— Exercise —
Print every record word for word.

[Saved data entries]
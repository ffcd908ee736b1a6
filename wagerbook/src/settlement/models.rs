//! Canonical settlement request, caller, and result types.
//!
//! These are the shapes provider adapters translate their wire formats into
//! and out of. Validation happens here, before any storage is touched.

use super::errors::{SettlementError, SettlementResult};
use serde::{Deserialize, Serialize};

/// Authenticated player identity, resolved by the adapter layer before the
/// engine is called. The engine never consults ambient session state.
#[derive(Debug, Clone, Serialize, Deserialize)]
pub struct PlayerIdentity {
    pub user_id: i64,
    #[serde(default)]
    pub username: Option<String>,
}

impl PlayerIdentity {
    pub fn new(user_id: i64) -> Self {
        Self {
            user_id,
            username: None,
        }
    }
}

/// Capability role precomputed by the adapter/authorization layer.
#[derive(Debug, Clone, Copy, PartialEq, Eq, Serialize, Deserialize)]
#[serde(rename_all = "lowercase")]
pub enum CallerRole {
    Player,
    Manager,
    Administrator,
}

impl CallerRole {
    pub fn can_move_funds(self) -> bool {
        matches!(self, CallerRole::Manager | CallerRole::Administrator)
    }
}

/// Explicit caller argument for every settlement call: who, with what role.
#[derive(Debug, Clone)]
pub struct Caller {
    pub identity: Option<PlayerIdentity>,
    pub role: CallerRole,
}

impl Caller {
    pub fn player(identity: PlayerIdentity) -> Self {
        Self {
            identity: Some(identity),
            role: CallerRole::Player,
        }
    }

    pub fn with_role(identity: PlayerIdentity, role: CallerRole) -> Self {
        Self {
            identity: Some(identity),
            role,
        }
    }

    /// The player identity, or `NoUser` when the adapter supplied none.
    pub fn require_identity(&self) -> SettlementResult<&PlayerIdentity> {
        self.identity.as_ref().ok_or(SettlementError::NoUser)
    }
}

/// Stake placement request.
#[derive(Debug, Clone, Serialize, Deserialize)]
pub struct DebitRequest {
    pub transaction_id: String,
    #[serde(default)]
    pub ref_id: Option<String>,
    #[serde(default)]
    pub game_reference: String,
    pub amount: i64,
}

impl DebitRequest {
    pub fn validate(&self) -> SettlementResult<()> {
        validate_transaction_id(&self.transaction_id)?;
        validate_amount(self.amount)
    }
}

/// Win settlement request; `ref_id` links back to the originating debit.
#[derive(Debug, Clone, Serialize, Deserialize)]
pub struct CreditRequest {
    pub transaction_id: String,
    pub ref_id: String,
    #[serde(default)]
    pub game_reference: String,
    pub amount: i64,
}

impl CreditRequest {
    pub fn validate(&self) -> SettlementResult<()> {
        validate_transaction_id(&self.transaction_id)?;
        if self.ref_id.is_empty() {
            return Err(SettlementError::Validation(
                "ref_id must not be empty".to_string(),
            ));
        }
        validate_amount(self.amount)
    }
}

/// Cancel/refund request, looked up by the transaction id being aborted.
#[derive(Debug, Clone, Serialize, Deserialize)]
pub struct AbortRequest {
    pub transaction_id: String,
    pub amount: i64,
}

impl AbortRequest {
    pub fn validate(&self) -> SettlementResult<()> {
        validate_transaction_id(&self.transaction_id)?;
        validate_amount(self.amount)
    }
}

/// Operator fund movement from the caller's wallet to another user's wallet.
#[derive(Debug, Clone, Serialize, Deserialize)]
pub struct TransferRequest {
    pub to_user: i64,
    pub amount: i64,
}

impl TransferRequest {
    pub fn validate(&self) -> SettlementResult<()> {
        if self.amount <= 0 {
            return Err(SettlementError::Validation(format!(
                "transfer amount must be positive, got {}",
                self.amount
            )));
        }
        Ok(())
    }
}

fn validate_transaction_id(transaction_id: &str) -> SettlementResult<()> {
    if transaction_id.is_empty() {
        return Err(SettlementError::Validation(
            "transaction_id must not be empty".to_string(),
        ));
    }
    Ok(())
}

fn validate_amount(amount: i64) -> SettlementResult<()> {
    if amount < 0 {
        return Err(SettlementError::Validation(format!(
            "amount must not be negative, got {amount}"
        )));
    }
    Ok(())
}

/// Outcome of a successful settlement call.
#[derive(Debug, Clone, Copy, Serialize, Deserialize)]
pub struct SettlementOutcome {
    /// Current balance in minor units after (or, on replay, unchanged by)
    /// the call
    pub balance: i64,
    /// True when the transaction id had already been processed and the
    /// stored outcome was replayed instead of recomputing the delta
    pub already_processed: bool,
}

impl SettlementOutcome {
    pub fn applied(balance: i64) -> Self {
        Self {
            balance,
            already_processed: false,
        }
    }

    pub fn replayed(balance: i64) -> Self {
        Self {
            balance,
            already_processed: true,
        }
    }
}

/// Canonical wire result handed back to provider adapters.
#[derive(Debug, Clone, Serialize, Deserialize)]
pub struct SettlementResponse {
    pub ok: bool,
    pub balance: i64,
    #[serde(skip_serializing_if = "Option::is_none")]
    pub error_code: Option<String>,
    #[serde(skip_serializing_if = "Option::is_none")]
    pub error_message: Option<String>,
    #[serde(skip_serializing_if = "Option::is_none")]
    pub already_processed: Option<bool>,
}

impl SettlementResponse {
    /// Map an engine result to the canonical wire shape.
    ///
    /// "Already processed" is a success outcome for adapters: replays and
    /// `AlreadySettled` both answer `ok` with the current balance and the
    /// already-processed flag, never an error.
    pub fn from_result(result: SettlementResult<SettlementOutcome>) -> Self {
        match result {
            Ok(outcome) => Self {
                ok: true,
                balance: outcome.balance,
                error_code: None,
                error_message: None,
                already_processed: outcome.already_processed.then_some(true),
            },
            Err(SettlementError::AlreadySettled { balance }) => Self {
                ok: true,
                balance,
                error_code: None,
                error_message: None,
                already_processed: Some(true),
            },
            Err(err) => Self {
                ok: false,
                balance: match &err {
                    SettlementError::InsufficientFunds { available, .. } => *available,
                    _ => 0,
                },
                error_code: Some(err.code().to_string()),
                error_message: Some(err.client_message()),
                already_processed: None,
            },
        }
    }
}

#[cfg(test)]
mod tests {
    use super::*;

    #[test]
    fn test_debit_request_validation() {
        let mut req = DebitRequest {
            transaction_id: "t1".into(),
            ref_id: None,
            game_reference: String::new(),
            amount: 100,
        };
        assert!(req.validate().is_ok());

        req.amount = -1;
        assert!(matches!(
            req.validate(),
            Err(SettlementError::Validation(_))
        ));

        req.amount = 0;
        assert!(req.validate().is_ok(), "zero-stake bets are accepted");

        req.transaction_id = String::new();
        assert!(matches!(
            req.validate(),
            Err(SettlementError::Validation(_))
        ));
    }

    #[test]
    fn test_credit_request_requires_ref_id() {
        let req = CreditRequest {
            transaction_id: "t2".into(),
            ref_id: String::new(),
            game_reference: String::new(),
            amount: 100,
        };
        assert!(matches!(
            req.validate(),
            Err(SettlementError::Validation(_))
        ));
    }

    #[test]
    fn test_already_settled_renders_as_success() {
        let response =
            SettlementResponse::from_result(Err(SettlementError::AlreadySettled { balance: 800 }));
        assert!(response.ok);
        assert_eq!(response.balance, 800);
        assert_eq!(response.already_processed, Some(true));
        assert!(response.error_code.is_none());
    }

    #[test]
    fn test_domain_error_renders_with_codes() {
        let response = SettlementResponse::from_result(Err(SettlementError::InsufficientFunds {
            available: 50,
            required: 200,
        }));
        assert!(!response.ok);
        assert_eq!(response.balance, 50);
        assert_eq!(response.error_code.as_deref(), Some("insufficient_funds"));
    }

    #[test]
    fn test_replay_outcome_sets_flag() {
        let response = SettlementResponse::from_result(Ok(SettlementOutcome::replayed(900)));
        assert!(response.ok);
        assert_eq!(response.already_processed, Some(true));

        let response = SettlementResponse::from_result(Ok(SettlementOutcome::applied(900)));
        assert!(response.already_processed.is_none());
    }
}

— Your solution —
repository ffcd908ee736b1a6
filename wagerbook/src/settlement/models.rs
//! Canonical settlement request, caller, and result types.
//!
//! These are the shapes provider adapters translate their wire formats into
//! and out of. Validation happens here, before any storage is touched.

use super::errors::{SettlementError, SettlementResult};
use serde::{Deserialize, Serialize};

/// Authenticated player identity, resolved by the adapter layer before the
/// engine is called. The engine never consults ambient session state.
#[derive(Debug, Clone, Serialize, Deserialize)]
pub struct PlayerIdentity {
    pub user_id: i64,
    #[serde(default)]
    pub username: Option<String>,
}

impl PlayerIdentity {
    pub fn new(user_id: i64) -> Self {
        Self {
            user_id,
            username: None,
        }
    }
}

/// Capability role precomputed by the adapter/authorization layer.
#[derive(Debug, Clone, Copy, PartialEq, Eq, Serialize, Deserialize)]
#[serde(rename_all = "lowercase")]
pub enum CallerRole {
    Player,
    Manager,
    Administrator,
}

impl CallerRole {
    pub fn can_move_funds(self) -> bool {
        matches!(self, CallerRole::Manager | CallerRole::Administrator)
    }
}

/// Explicit caller argument for every settlement call: who, with what role.
#[derive(Debug, Clone)]
pub struct Caller {
    pub identity: Option<PlayerIdentity>,
    pub role: CallerRole,
}

impl Caller {
    pub fn player(identity: PlayerIdentity) -> Self {
        Self {
            identity: Some(identity),
            role: CallerRole::Player,
        }
    }

    pub fn with_role(identity: PlayerIdentity, role: CallerRole) -> Self {
        Self {
            identity: Some(identity),
            role,
        }
    }

    /// The player identity, or `NoUser` when the adapter supplied none.
    pub fn require_identity(&self) -> SettlementResult<&PlayerIdentity> {
        self.identity.as_ref().ok_or(SettlementError::NoUser)
    }
}

/// Stake placement request.
#[derive(Debug, Clone, Serialize, Deserialize)]
pub struct DebitRequest {
    pub transaction_id: String,
    #[serde(default)]
    pub ref_id: Option<String>,
    #[serde(default)]
    pub game_reference: String,
    pub amount: i64,
}

impl DebitRequest {
    pub fn validate(&self) -> SettlementResult<()> {
        validate_transaction_id(&self.transaction_id)?;
        validate_amount(self.amount)
    }
}

/// Win settlement request; `ref_id` links back to the originating debit.
#[derive(Debug, Clone, Serialize, Deserialize)]
pub struct CreditRequest {
    pub transaction_id: String,
    pub ref_id: String,
    #[serde(default)]
    pub game_reference: String,
    pub amount: i64,
}

impl CreditRequest {
    pub fn validate(&self) -> SettlementResult<()> {
        validate_transaction_id(&self.transaction_id)?;
        if self.ref_id.is_empty() {
            return Err(SettlementError::Validation(
                "ref_id must not be empty".to_string(),
            ));
        }
        validate_amount(self.amount)
    }
}

/// Cancel/refund request, looked up by the transaction id being aborted.
#[derive(Debug, Clone, Serialize, Deserialize)]
pub struct AbortRequest {
    pub transaction_id: String,
    pub amount: i64,
}

impl AbortRequest {
    pub fn validate(&self) -> SettlementResult<()> {
        validate_transaction_id(&self.transaction_id)?;
        validate_amount(self.amount)
    }
}

/// Operator fund movement from the caller's wallet to another user's wallet.
#[derive(Debug, Clone, Serialize, Deserialize)]
pub struct TransferRequest {
    pub to_user: i64,
    pub amount: i64,
}

impl TransferRequest {
    pub fn validate(&self) -> SettlementResult<()> {
        if self.amount <= 0 {
            return Err(SettlementError::Validation(format!(
                "transfer amount must be positive, got {}",
                self.amount
            )));
        }
        Ok(())
    }
}

fn validate_transaction_id(transaction_id: &str) -> SettlementResult<()> {
    if transaction_id.is_empty() {
        return Err(SettlementError::Validation(
            "transaction_id must not be empty".to_string(),
        ));
    }
    Ok(())
}

fn validate_amount(amount: i64) -> SettlementResult<()> {
    if amount < 0 {
        return Err(SettlementError::Validation(format!(
            "amount must not be negative, got {amount}"
        )));
    }
    Ok(())
}

/// Outcome of a successful settlement call.
#[derive(Debug, Clone, Copy, Serialize, Deserialize)]
pub struct SettlementOutcome {
    /// Current balance in minor units after (or, on replay, unchanged by)
    /// the call
    pub balance: i64,
    /// True when the transaction id had already been processed and the
    /// stored outcome was replayed instead of recomputing the delta
    pub already_processed: bool,
}

impl SettlementOutcome {
    pub fn applied(balance: i64) -> Self {
        Self {
            balance,
            already_processed: false,
        }
    }

    pub fn replayed(balance: i64) -> Self {
        Self {
            balance,
            already_processed: true,
        }
    }
}

/// Canonical wire result handed back to provider adapters.
#[derive(Debug, Clone, Serialize, Deserialize)]
pub struct SettlementResponse {
    pub ok: bool,
    pub balance: i64,
    #[serde(skip_serializing_if = "Option::is_none")]
    pub error_code: Option<String>,
    #[serde(skip_serializing_if = "Option::is_none")]
    pub error_message: Option<String>,
    #[serde(skip_serializing_if = "Option::is_none")]
    pub already_processed: Option<bool>,
}

impl SettlementResponse {
    /// Map an engine result to the canonical wire shape.
    ///
    /// "Already processed" is a success outcome for adapters: replays and
    /// `AlreadySettled` both answer `ok` with the current balance and the
    /// already-processed flag, never an error.
    pub fn from_result(result: SettlementResult<SettlementOutcome>) -> Self {
        match result {
            Ok(outcome) => Self {
                ok: true,
                balance: outcome.balance,
                error_code: None,
                error_message: None,
                already_processed: outcome.already_processed.then_some(true),
            },
            Err(SettlementError::AlreadySettled { balance }) => Self {
                ok: true,
                balance,
                error_code: None,
                error_message: None,
                already_processed: Some(true),
            },
            Err(err) => Self {
                ok: false,
                balance: match &err {
                    SettlementError::InsufficientFunds { available, .. } => *available,
                    _ => 0,
                },
                error_code: Some(err.code().to_string()),
                error_message: Some(err.client_message()),
                already_processed: None,
            },
        }
    }
}

#[cfg(test)]
mod tests {
    use super::*;

    #[test]
    fn test_debit_request_validation() {
        let mut req = DebitRequest {
            transaction_id: "t1".into(),
            ref_id: None,
            game_reference: String::new(),
            amount: 100,
        };
        assert!(req.validate().is_ok());

        req.amount = -1;
        assert!(matches!(
            req.validate(),
            Err(SettlementError::Validation(_))
        ));

        req.amount = 0;
        assert!(req.validate().is_ok(), "zero-stake bets are accepted");

        req.transaction_id = String::new();
        assert!(matches!(
            req.validate(),
            Err(SettlementError::Validation(_))
        ));
    }

    #[test]
    fn test_credit_request_requires_ref_id() {
        let req = CreditRequest {
            transaction_id: "t2".into(),
            ref_id: String::new(),
            game_reference: String::new(),
            amount: 100,
        };
        assert!(matches!(
            req.validate(),
            Err(SettlementError::Validation(_))
        ));
    }

    #[test]
    fn test_already_settled_renders_as_success() {
        let response =
            SettlementResponse::from_result(Err(SettlementError::AlreadySettled { balance: 800 }));
        assert!(response.ok);
        assert_eq!(response.balance, 800);
        assert_eq!(response.already_processed, Some(true));
        assert!(response.error_code.is_none());
    }

    #[test]
    fn test_domain_error_renders_with_codes() {
        let response = SettlementResponse::from_result(Err(SettlementError::InsufficientFunds {
            available: 50,
            required: 200,
        }));
        assert!(!response.ok);
        assert_eq!(response.balance, 50);
        assert_eq!(response.error_code.as_deref(), Some("insufficient_funds"));
    }

    #[test]
    fn test_replay_outcome_sets_flag() {
        let response = SettlementResponse::from_result(Ok(SettlementOutcome::replayed(900)));
        assert!(response.ok);
        assert_eq!(response.already_processed, Some(true));

        let response = SettlementResponse::from_result(Ok(SettlementOutcome::applied(900)));
        assert!(response.already_processed.is_none());
    }
}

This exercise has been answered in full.